Maybe. But what most seriously damages this book for me is the sheer impracticality, often bordering on impossiblity, of so many of the recipes. The author runs her jam company in an affluent city, in one of the best areas of the country for fruit growers. It makes perfect sense for her to base her company there and to make the best of the amazing ingredients she has access to, but she does not seem aware of how fortunate she is to have such resources. Out of perfectionism or mere obliviousness, she's written a book the browsing of which is an exercise in frustration. If your local grocery or farmers' market doesn't offer bergamots, pluots, apriums, green almonds, olallieberries, boysenberries, elderberries, geranium blossoms, fresh currants, citrons, crabapples and quinces, then broad swaths of the recipes will be impossible to carry out. Others will come withing range only as compromised approximations, unless you can obtain preciously specific varieties of fruit like Rangpur limes, Flavorella plumcots, Santa Rosa plums, Montmorency cherries, Flavor King Pluots and Tempranillo grapes.

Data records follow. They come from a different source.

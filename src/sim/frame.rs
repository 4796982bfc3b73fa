//! Per-phase context handed to entity hooks
//!
//! Entities never touch the live collection. They spawn into a buffer that the
//! game appends after the phase, and queue removals that the game drains at
//! the end of the frame.

use std::collections::HashSet;

use glam::Vec2;
use rand::Rng;
use rand_pcg::Pcg32;

use super::entity::Entity;
use crate::config::GameConfig;

/// Random velocity in `[0, max_speed)` per axis
pub fn random_velocity(rng: &mut impl Rng, max_speed: f32) -> Vec2 {
    let x = rng.random::<f32>() * max_speed;
    let y = rng.random::<f32>() * max_speed;
    Vec2::new(x, y)
}

/// Random position inside the arena
pub fn random_position(rng: &mut impl Rng, arena: Vec2) -> Vec2 {
    let x = rng.random::<f32>() * arena.x;
    let y = rng.random::<f32>() * arena.y;
    Vec2::new(x, y)
}

/// Random starting power within the configured range
pub fn random_power(rng: &mut impl Rng, config: &GameConfig) -> u32 {
    let lo = config.initial_power_min;
    let hi = config.initial_power_max.max(lo);
    rng.random_range(lo..=hi)
}

pub struct FrameContext<'a> {
    pub arena: Vec2,
    pub config: &'a GameConfig,
    rng: &'a mut Pcg32,
    next_id: &'a mut u32,
    removals: &'a mut HashSet<u32>,
    spawned: Vec<Entity>,
}

impl<'a> FrameContext<'a> {
    pub fn new(
        arena: Vec2,
        config: &'a GameConfig,
        rng: &'a mut Pcg32,
        next_id: &'a mut u32,
        removals: &'a mut HashSet<u32>,
    ) -> Self {
        Self {
            arena,
            config,
            rng,
            next_id,
            removals,
            spawned: Vec::new(),
        }
    }

    /// Allocate a new entity ID
    pub fn next_entity_id(&mut self) -> u32 {
        let id = *self.next_id;
        *self.next_id += 1;
        id
    }

    /// Add an entity once the current phase completes
    pub fn spawn(&mut self, entity: Entity) {
        self.spawned.push(entity);
    }

    /// Mark an entity for removal at the end of the frame. Queuing twice is
    /// harmless.
    pub fn queue_removal(&mut self, id: u32) {
        self.removals.insert(id);
    }

    pub fn is_queued_for_removal(&self, id: u32) -> bool {
        self.removals.contains(&id)
    }

    pub fn random_velocity(&mut self, max_speed: f32) -> Vec2 {
        random_velocity(&mut *self.rng, max_speed)
    }

    /// Entities spawned during this phase, in spawn order
    pub fn finish(self) -> Vec<Entity> {
        self.spawned
    }
}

This is definitely not a bad book. The first forty-odd pages convey a nuanced understanding of the differences between various sorts of jams, jellies and marmalades. Jam-making techniques and processes are described in sensual terms that prepare the reader to understand and react to what they'll be seeing and hearing and smelling if they should actually decide to make some jam. Those early pages alone make the book worth a serious look. But my primary expectation of any cookbook is that it be empowering, that it help me prepare and enjoy foods that I couldn't have enjoyed without its help. In too many ways, this book provides the opposite experience. Browsing the recipes is like being teased on a playground, taunted with visions of fun that is largely out of reach.

38 of 41 people found the following review helpful.
Good news/Bad news
By Eileen Hirst
There is so much to like about this cookbook and so much to hate. To like? The inclusion of so many fruits and the never-too-sweet preparations. I made the aprium jam, the tomato jam and the Italian plum conserve and was pleased with each result. The bad news? Way too many obscure ingredients. I found a cache of Early Girl dry farmed tomatoes, but where the heck am I supposed to find a blade of mace? Sure, I can order it on line, but by the time it arrives, the tomatoes are well past their prime, so I used a whole nutmeg instead. And, had I not happened to find Early Girl dry farmed tomatoes, would it have been worth making the jam? I found some perfectly ripe Italian prune plums for the prune and cardamom preserve, but where to find white cardomam seeds? Won't the mixed ones I have do? At the least, the author should recognize that not everyone has these handy and offer an alternative. All the space spent on photos of the author gazing at fruit and walking through an orchard could have been used to print recipes of the wonderful dishes suggested, but not explained, in other photos. The book is poorly indexed. A book that could have been great, but is only good, and irritating to use.